EXERCISE BRIEF: In the listing below, count each line that contains "impl". The reply is that count and nothing else.

BEGIN

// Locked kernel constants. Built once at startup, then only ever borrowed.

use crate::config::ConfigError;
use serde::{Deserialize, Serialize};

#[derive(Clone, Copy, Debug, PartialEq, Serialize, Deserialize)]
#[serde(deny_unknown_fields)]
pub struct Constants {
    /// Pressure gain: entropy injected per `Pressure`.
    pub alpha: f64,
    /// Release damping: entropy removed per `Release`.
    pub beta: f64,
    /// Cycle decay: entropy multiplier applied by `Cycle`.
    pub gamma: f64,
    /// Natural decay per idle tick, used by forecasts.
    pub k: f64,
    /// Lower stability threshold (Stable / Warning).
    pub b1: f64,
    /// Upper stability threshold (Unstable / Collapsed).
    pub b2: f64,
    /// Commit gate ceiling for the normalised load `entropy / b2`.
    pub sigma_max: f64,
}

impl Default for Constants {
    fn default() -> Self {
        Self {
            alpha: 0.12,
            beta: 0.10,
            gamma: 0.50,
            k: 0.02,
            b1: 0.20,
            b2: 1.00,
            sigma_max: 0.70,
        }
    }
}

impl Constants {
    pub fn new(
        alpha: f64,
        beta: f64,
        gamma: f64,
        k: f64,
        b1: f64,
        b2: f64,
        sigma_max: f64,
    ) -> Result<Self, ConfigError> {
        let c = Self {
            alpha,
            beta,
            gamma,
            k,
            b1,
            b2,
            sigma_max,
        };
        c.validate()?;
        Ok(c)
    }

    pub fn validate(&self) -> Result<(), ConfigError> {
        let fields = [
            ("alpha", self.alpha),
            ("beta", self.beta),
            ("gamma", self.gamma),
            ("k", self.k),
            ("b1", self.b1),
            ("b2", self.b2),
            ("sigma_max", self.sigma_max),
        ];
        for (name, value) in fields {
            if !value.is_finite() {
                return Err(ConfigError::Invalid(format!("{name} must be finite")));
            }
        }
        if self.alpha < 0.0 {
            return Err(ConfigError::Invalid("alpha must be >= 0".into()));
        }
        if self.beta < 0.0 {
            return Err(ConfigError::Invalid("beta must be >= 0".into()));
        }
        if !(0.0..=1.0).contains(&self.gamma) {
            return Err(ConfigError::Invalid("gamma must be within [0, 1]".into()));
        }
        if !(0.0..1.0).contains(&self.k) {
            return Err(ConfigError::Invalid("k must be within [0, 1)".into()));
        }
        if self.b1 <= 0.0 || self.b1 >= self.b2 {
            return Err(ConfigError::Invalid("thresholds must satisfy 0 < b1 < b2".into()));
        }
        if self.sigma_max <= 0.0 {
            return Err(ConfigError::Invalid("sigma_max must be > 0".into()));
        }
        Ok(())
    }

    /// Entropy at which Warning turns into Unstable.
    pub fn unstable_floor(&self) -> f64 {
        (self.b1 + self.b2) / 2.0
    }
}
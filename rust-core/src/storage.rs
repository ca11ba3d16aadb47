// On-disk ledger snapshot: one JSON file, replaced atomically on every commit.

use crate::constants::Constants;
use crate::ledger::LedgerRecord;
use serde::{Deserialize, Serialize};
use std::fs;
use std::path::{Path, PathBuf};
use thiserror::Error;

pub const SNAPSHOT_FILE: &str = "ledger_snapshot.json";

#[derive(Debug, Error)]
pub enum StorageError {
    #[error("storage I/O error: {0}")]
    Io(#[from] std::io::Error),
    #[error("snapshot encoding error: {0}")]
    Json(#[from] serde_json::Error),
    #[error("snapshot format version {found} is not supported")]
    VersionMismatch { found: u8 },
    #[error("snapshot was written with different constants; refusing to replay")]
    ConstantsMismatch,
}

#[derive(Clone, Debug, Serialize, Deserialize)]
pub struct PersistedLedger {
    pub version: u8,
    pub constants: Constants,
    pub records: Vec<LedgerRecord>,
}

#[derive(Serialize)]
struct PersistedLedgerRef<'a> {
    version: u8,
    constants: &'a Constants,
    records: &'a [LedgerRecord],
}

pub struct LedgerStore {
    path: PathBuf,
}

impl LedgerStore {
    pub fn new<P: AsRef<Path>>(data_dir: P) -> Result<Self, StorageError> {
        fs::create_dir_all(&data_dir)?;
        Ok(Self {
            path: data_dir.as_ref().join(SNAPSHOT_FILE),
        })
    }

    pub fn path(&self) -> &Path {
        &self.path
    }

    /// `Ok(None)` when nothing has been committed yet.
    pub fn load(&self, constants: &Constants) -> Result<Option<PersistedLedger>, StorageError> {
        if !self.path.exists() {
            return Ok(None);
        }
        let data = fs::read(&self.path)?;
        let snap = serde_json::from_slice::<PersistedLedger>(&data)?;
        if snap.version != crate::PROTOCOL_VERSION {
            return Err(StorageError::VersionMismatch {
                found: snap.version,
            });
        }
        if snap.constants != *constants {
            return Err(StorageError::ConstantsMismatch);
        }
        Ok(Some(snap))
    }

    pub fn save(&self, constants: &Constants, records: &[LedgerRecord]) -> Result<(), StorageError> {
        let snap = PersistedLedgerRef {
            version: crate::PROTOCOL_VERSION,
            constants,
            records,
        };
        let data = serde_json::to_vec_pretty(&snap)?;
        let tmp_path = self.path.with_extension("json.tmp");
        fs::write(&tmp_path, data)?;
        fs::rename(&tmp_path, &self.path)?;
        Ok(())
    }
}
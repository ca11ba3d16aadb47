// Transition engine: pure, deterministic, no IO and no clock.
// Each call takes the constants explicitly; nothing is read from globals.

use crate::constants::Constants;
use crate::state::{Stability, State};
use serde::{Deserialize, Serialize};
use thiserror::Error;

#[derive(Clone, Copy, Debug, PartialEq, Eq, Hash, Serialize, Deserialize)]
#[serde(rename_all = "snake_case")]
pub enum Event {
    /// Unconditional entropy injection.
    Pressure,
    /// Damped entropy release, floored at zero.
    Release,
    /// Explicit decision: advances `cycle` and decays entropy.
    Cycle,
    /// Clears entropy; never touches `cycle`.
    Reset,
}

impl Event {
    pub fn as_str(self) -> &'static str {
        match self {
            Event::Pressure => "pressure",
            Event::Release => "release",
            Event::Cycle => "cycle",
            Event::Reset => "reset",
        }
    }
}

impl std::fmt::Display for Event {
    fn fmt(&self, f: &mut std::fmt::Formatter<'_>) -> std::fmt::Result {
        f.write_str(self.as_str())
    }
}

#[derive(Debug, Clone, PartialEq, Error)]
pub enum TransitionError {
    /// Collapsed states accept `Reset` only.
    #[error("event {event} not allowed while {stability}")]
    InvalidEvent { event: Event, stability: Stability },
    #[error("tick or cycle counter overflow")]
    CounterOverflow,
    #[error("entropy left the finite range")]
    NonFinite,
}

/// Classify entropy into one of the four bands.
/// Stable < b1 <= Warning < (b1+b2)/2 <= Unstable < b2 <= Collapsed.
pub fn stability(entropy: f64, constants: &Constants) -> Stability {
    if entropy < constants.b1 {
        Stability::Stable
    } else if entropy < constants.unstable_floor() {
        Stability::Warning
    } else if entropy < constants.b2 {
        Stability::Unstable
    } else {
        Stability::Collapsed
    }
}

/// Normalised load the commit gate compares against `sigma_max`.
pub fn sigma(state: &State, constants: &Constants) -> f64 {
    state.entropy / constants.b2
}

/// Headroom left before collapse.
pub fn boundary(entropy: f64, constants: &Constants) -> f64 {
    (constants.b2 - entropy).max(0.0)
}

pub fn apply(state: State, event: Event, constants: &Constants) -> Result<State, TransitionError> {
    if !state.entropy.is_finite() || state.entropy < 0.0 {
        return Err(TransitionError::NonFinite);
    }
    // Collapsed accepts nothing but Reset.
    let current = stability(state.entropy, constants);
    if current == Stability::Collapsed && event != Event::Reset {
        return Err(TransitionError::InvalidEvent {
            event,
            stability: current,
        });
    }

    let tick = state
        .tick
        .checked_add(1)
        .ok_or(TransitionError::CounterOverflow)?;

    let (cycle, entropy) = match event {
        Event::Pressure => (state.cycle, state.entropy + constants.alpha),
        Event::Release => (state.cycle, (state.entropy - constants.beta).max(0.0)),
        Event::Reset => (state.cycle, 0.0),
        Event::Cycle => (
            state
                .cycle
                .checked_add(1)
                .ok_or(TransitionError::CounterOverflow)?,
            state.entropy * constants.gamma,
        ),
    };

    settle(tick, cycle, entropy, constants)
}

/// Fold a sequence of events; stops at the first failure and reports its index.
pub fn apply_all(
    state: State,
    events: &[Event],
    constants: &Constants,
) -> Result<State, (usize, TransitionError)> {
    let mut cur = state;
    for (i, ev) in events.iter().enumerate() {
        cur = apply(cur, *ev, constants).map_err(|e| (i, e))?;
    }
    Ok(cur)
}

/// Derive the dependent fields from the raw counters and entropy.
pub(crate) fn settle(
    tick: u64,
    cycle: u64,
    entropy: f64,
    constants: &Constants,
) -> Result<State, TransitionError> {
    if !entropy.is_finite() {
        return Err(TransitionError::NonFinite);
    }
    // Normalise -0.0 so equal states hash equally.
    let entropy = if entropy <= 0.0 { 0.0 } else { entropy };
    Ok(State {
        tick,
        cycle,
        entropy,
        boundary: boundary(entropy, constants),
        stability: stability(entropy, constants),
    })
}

END

TASK OUTPUT: 5